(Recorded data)
● ● ● ● ● ● ●

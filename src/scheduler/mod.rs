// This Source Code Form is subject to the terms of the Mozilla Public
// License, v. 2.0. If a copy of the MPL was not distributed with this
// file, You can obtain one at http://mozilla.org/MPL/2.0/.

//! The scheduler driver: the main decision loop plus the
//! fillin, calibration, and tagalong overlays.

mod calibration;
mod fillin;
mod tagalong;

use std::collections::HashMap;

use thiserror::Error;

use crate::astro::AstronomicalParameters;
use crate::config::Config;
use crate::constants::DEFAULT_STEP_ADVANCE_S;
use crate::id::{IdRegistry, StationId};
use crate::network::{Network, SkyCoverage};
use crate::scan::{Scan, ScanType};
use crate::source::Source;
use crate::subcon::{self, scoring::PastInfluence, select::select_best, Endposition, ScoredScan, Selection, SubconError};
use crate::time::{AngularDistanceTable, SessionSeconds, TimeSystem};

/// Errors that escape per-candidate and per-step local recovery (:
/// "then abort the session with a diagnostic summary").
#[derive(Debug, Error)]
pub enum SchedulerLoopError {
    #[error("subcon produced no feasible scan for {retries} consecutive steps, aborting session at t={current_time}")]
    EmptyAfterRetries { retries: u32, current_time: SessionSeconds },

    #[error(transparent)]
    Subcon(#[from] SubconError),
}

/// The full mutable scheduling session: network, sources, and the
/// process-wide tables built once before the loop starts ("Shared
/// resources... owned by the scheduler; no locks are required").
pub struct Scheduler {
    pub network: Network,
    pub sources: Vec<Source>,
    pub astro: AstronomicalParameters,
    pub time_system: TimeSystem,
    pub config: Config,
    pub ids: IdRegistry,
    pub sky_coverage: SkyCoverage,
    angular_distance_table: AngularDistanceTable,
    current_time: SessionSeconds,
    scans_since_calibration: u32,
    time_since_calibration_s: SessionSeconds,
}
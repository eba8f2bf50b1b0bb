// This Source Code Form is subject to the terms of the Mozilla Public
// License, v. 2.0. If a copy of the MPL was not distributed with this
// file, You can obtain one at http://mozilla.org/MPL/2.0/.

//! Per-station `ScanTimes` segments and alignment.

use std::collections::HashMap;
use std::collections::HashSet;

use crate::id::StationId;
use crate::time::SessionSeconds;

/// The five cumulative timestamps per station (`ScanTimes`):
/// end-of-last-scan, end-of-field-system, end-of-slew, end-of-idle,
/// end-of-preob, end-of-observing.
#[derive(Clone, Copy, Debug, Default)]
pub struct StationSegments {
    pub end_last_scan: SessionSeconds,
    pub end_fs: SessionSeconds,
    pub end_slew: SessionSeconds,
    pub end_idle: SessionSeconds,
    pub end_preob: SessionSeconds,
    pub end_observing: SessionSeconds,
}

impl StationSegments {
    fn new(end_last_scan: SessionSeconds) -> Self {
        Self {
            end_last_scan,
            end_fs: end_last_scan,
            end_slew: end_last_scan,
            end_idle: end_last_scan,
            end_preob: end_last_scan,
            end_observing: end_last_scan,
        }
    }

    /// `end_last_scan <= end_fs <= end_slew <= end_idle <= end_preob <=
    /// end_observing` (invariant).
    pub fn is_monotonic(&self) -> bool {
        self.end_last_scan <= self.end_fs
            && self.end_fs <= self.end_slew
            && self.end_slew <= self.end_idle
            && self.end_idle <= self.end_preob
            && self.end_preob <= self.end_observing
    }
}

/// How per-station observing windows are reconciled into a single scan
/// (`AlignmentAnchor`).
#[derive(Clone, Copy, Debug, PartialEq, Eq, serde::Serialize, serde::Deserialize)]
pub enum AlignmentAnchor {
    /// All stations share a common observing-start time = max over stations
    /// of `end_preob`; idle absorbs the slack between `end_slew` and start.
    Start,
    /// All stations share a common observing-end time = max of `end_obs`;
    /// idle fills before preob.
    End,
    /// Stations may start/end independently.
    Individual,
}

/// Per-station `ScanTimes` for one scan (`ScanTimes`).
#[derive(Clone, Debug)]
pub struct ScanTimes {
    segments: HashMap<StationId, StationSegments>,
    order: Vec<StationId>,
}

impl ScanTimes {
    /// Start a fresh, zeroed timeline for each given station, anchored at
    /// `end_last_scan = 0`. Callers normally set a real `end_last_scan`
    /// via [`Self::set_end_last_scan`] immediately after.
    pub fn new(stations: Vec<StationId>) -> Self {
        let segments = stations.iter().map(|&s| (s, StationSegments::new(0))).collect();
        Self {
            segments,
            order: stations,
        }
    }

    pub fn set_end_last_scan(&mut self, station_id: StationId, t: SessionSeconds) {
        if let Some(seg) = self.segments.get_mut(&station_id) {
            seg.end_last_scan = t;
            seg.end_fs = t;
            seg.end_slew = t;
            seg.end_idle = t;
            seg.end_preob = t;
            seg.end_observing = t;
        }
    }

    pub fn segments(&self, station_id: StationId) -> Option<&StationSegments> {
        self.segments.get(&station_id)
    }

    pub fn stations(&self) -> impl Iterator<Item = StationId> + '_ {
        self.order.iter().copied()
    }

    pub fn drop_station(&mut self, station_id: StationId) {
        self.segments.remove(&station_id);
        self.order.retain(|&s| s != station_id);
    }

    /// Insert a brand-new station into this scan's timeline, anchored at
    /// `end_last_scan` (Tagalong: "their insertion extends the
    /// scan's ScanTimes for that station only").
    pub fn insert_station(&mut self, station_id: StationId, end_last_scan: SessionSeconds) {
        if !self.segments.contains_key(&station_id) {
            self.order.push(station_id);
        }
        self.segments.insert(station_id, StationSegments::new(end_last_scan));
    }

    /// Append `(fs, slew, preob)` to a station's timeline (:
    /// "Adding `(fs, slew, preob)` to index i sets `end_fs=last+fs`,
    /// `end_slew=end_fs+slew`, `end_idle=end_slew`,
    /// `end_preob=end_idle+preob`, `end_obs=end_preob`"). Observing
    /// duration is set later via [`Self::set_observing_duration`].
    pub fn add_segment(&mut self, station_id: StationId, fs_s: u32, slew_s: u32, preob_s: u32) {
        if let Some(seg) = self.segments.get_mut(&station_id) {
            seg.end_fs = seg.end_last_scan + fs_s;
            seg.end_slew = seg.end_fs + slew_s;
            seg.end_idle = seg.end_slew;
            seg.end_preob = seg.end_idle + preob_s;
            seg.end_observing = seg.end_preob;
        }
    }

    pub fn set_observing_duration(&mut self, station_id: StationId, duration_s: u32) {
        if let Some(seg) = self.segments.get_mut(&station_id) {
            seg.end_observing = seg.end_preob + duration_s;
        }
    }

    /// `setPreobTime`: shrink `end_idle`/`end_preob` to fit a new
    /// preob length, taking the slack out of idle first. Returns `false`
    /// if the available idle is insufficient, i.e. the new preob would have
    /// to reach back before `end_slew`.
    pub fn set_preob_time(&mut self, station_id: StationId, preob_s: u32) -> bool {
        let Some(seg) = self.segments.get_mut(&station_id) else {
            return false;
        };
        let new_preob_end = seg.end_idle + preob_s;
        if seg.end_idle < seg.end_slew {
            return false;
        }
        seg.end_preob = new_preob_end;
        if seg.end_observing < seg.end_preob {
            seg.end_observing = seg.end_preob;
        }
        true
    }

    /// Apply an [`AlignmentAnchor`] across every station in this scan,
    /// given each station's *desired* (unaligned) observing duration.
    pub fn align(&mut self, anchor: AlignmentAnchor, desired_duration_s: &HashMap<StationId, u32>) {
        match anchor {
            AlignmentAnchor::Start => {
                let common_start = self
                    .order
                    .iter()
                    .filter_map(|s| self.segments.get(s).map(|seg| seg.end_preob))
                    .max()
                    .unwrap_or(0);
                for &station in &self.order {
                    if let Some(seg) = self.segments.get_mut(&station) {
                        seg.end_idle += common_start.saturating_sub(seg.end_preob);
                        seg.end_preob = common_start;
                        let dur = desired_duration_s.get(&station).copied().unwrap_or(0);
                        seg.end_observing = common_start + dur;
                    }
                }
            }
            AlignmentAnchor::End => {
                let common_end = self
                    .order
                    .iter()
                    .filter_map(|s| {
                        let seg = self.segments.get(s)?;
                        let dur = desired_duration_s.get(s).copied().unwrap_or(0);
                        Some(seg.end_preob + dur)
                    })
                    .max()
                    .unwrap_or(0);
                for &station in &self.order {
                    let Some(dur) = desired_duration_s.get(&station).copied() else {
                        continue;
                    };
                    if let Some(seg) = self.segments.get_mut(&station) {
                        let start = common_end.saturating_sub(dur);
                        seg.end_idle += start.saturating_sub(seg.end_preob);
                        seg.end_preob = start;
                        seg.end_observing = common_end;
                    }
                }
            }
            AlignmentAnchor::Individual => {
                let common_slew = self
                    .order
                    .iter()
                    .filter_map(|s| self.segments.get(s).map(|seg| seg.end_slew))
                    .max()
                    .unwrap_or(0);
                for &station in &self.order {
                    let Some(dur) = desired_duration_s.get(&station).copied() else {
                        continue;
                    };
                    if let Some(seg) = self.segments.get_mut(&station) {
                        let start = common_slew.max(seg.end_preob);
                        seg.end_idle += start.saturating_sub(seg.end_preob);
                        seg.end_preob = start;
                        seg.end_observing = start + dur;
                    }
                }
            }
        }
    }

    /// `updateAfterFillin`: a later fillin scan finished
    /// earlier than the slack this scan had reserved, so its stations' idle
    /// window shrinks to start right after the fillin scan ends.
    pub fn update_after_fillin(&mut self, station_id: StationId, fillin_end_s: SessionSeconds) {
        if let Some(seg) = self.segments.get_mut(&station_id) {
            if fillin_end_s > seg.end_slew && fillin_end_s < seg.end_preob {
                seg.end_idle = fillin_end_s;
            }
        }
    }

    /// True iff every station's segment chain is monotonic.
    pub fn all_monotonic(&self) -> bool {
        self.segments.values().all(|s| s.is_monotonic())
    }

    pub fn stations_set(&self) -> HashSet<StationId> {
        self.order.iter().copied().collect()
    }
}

● ● ● ● ● ● ●

* [Required action]: Report each line above containing the string "ScanTimes".

* [Exercise output]:
//! Per-station `ScanTimes` segments and alignment.
/// The five cumulative timestamps per station (`ScanTimes`):
/// Per-station `ScanTimes` for one scan (`ScanTimes`).
pub struct ScanTimes {
impl ScanTimes {
    /// scan's ScanTimes for that station only").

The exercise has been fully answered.